**Work task:**
Transcribe each record exactly as it appears.

[[ Exercise material, beginning ]]

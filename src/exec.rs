//! Run parsed commands against a store and shape the results as JSON.

use serde_json::{json, Value};
use tracing::debug;

use crate::command::{self, Command, ResetTarget};
use crate::error::Result;
use crate::rbac::Rbac;
use crate::storage::{NodeId, PartitionKind, PathEntry};

fn ok(results: Value) -> Value { json!({ "status": "ok", "results": results }) }

fn entries(list: &[PathEntry]) -> Value {
    Value::Array(list.iter().map(|e| json!({ "id": e.id, "title": e.title, "description": e.description, "depth": e.depth })).collect())
}

/// Titled rows for a list of ids in one partition.
fn nodes(rbac: &Rbac, kind: PartitionKind, ids: &[NodeId]) -> Result<Value> {
    let set = rbac.partition(kind).read()?;
    let mut out = Vec::with_capacity(ids.len());
    for id in ids {
        let n = set.get(*id)?;
        out.push(json!({ "id": id, "title": n.title, "path": set.path_string(*id)? }));
    }
    Ok(Value::Array(out))
}

/// Parse and execute one line of command text.
pub fn execute_text(rbac: &Rbac, input: &str) -> Result<Value> {
    let cmd = command::parse(input)?;
    execute(rbac, &cmd)
}

pub fn execute(rbac: &Rbac, cmd: &Command) -> Result<Value> {
    debug!(target: "rbacstore::exec", "execute {:?}", cmd);
    let results = match cmd {
        Command::Add { kind, title, description, parent } => {
            let id = rbac.insert(*kind, title, description, parent.as_ref())?;
            json!({ "id": id })
        }
        Command::AddPath { kind, path, descriptions } => {
            let (created, id) = rbac.insert_path_id(*kind, path, descriptions)?;
            json!({ "created": created, "id": id })
        }
        Command::Remove { kind, node, recursive } => {
            let removed = rbac.remove(*kind, node, *recursive)?;
            json!({ "removed": removed })
        }
        Command::Edit { kind, node, title, description } => {
            let id = rbac.edit(*kind, node, title, description.as_deref())?;
            json!({ "id": id })
        }
        Command::Show { kind, node } => serde_json::to_value(rbac.describe(*kind, node)?)?,
        Command::Children { kind, node } => {
            let set = rbac.partition(*kind).read()?;
            entries(&set.children(node.resolve(&set)?)?)
        }
        Command::Descendants { kind, node, absolute } => {
            let set = rbac.partition(*kind).read()?;
            entries(&set.descendants(node.resolve(&set)?, *absolute)?)
        }
        Command::Path { kind, node } => {
            let set = rbac.partition(*kind).read()?;
            let id = node.resolve(&set)?;
            json!({ "path": set.path_string(id)?, "ancestors": entries(&set.ancestor_path(id)?) })
        }
        Command::Count { kind } => json!({ "count": rbac.partition(*kind).count()? }),
        Command::Assign { role, permission } => json!({ "edge": rbac.assign(role, permission)? }),
        Command::Unassign { role, permission } => json!({ "removed": rbac.unassign(role, permission)? }),
        Command::Grant { role, subject, constraint } => json!({ "edge": rbac.assign_subject(role, subject, constraint.clone())? }),
        Command::Revoke { role, subject } => json!({ "removed": rbac.unassign_subject(role, subject)? }),
        Command::Check { permission, subject } => json!({ "allowed": rbac.check(permission, subject)? }),
        Command::Explain { permission, subject } => match rbac.explain(permission, subject)? {
            Some(g) => json!({ "allowed": true, "grant": g }),
            None => json!({ "allowed": false }),
        },
        Command::Roles { subject, scope } => nodes(rbac, PartitionKind::Roles, &rbac.all_roles(subject, scope.as_ref())?)?,
        Command::Permissions { role } => nodes(rbac, PartitionKind::Permissions, &rbac.role_permissions(role)?)?,
        Command::Reset { target, confirmed } => {
            match target {
                ResetTarget::Roles => rbac.reset(PartitionKind::Roles, *confirmed)?,
                ResetTarget::Permissions => rbac.reset(PartitionKind::Permissions, *confirmed)?,
                ResetTarget::Assignments => rbac.reset_assignments(*confirmed)?,
                ResetTarget::All => rbac.reset_all(*confirmed)?,
            }
            json!({ "reset": target })
        }
        Command::Save => json!({ "saved": rbac.save()?.display().to_string() }),
        Command::Load => json!({ "loaded": rbac.load()? }),
    };
    Ok(ok(results))
}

[[ Exercise material, end ]]

**Response below:**
filename src/exec.rs
//! Run parsed commands against a store and shape the results as JSON.

use serde_json::{json, Value};
use tracing::debug;

use crate::command::{self, Command, ResetTarget};
use crate::error::Result;
use crate::rbac::Rbac;
use crate::storage::{NodeId, PartitionKind, PathEntry};

fn ok(results: Value) -> Value { json!({ "status": "ok", "results": results }) }

fn entries(list: &[PathEntry]) -> Value {
    Value::Array(list.iter().map(|e| json!({ "id": e.id, "title": e.title, "description": e.description, "depth": e.depth })).collect())
}

/// Titled rows for a list of ids in one partition.
fn nodes(rbac: &Rbac, kind: PartitionKind, ids: &[NodeId]) -> Result<Value> {
    let set = rbac.partition(kind).read()?;
    let mut out = Vec::with_capacity(ids.len());
    for id in ids {
        let n = set.get(*id)?;
        out.push(json!({ "id": id, "title": n.title, "path": set.path_string(*id)? }));
    }
    Ok(Value::Array(out))
}

/// Parse and execute one line of command text.
pub fn execute_text(rbac: &Rbac, input: &str) -> Result<Value> {
    let cmd = command::parse(input)?;
    execute(rbac, &cmd)
}

pub fn execute(rbac: &Rbac, cmd: &Command) -> Result<Value> {
    debug!(target: "rbacstore::exec", "execute {:?}", cmd);
    let results = match cmd {
        Command::Add { kind, title, description, parent } => {
            let id = rbac.insert(*kind, title, description, parent.as_ref())?;
            json!({ "id": id })
        }
        Command::AddPath { kind, path, descriptions } => {
            let (created, id) = rbac.insert_path_id(*kind, path, descriptions)?;
            json!({ "created": created, "id": id })
        }
        Command::Remove { kind, node, recursive } => {
            let removed = rbac.remove(*kind, node, *recursive)?;
            json!({ "removed": removed })
        }
        Command::Edit { kind, node, title, description } => {
            let id = rbac.edit(*kind, node, title, description.as_deref())?;
            json!({ "id": id })
        }
        Command::Show { kind, node } => serde_json::to_value(rbac.describe(*kind, node)?)?,
        Command::Children { kind, node } => {
            let set = rbac.partition(*kind).read()?;
            entries(&set.children(node.resolve(&set)?)?)
        }
        Command::Descendants { kind, node, absolute } => {
            let set = rbac.partition(*kind).read()?;
            entries(&set.descendants(node.resolve(&set)?, *absolute)?)
        }
        Command::Path { kind, node } => {
            let set = rbac.partition(*kind).read()?;
            let id = node.resolve(&set)?;
            json!({ "path": set.path_string(id)?, "ancestors": entries(&set.ancestor_path(id)?) })
        }
        Command::Count { kind } => json!({ "count": rbac.partition(*kind).count()? }),
        Command::Assign { role, permission } => json!({ "edge": rbac.assign(role, permission)? }),
        Command::Unassign { role, permission } => json!({ "removed": rbac.unassign(role, permission)? }),
        Command::Grant { role, subject, constraint } => json!({ "edge": rbac.assign_subject(role, subject, constraint.clone())? }),
        Command::Revoke { role, subject } => json!({ "removed": rbac.unassign_subject(role, subject)? }),
        Command::Check { permission, subject } => json!({ "allowed": rbac.check(permission, subject)? }),
        Command::Explain { permission, subject } => match rbac.explain(permission, subject)? {
            Some(g) => json!({ "allowed": true, "grant": g }),
            None => json!({ "allowed": false }),
        },
        Command::Roles { subject, scope } => nodes(rbac, PartitionKind::Roles, &rbac.all_roles(subject, scope.as_ref())?)?,
        Command::Permissions { role } => nodes(rbac, PartitionKind::Permissions, &rbac.role_permissions(role)?)?,
        Command::Reset { target, confirmed } => {
            match target {
                ResetTarget::Roles => rbac.reset(PartitionKind::Roles, *confirmed)?,
                ResetTarget::Permissions => rbac.reset(PartitionKind::Permissions, *confirmed)?,
                ResetTarget::Assignments => rbac.reset_assignments(*confirmed)?,
                ResetTarget::All => rbac.reset_all(*confirmed)?,
            }
            json!({ "reset": target })
        }
        Command::Save => json!({ "saved": rbac.save()?.display().to_string() }),
        Command::Load => json!({ "loaded": rbac.load()? }),
    };
    Ok(ok(results))
}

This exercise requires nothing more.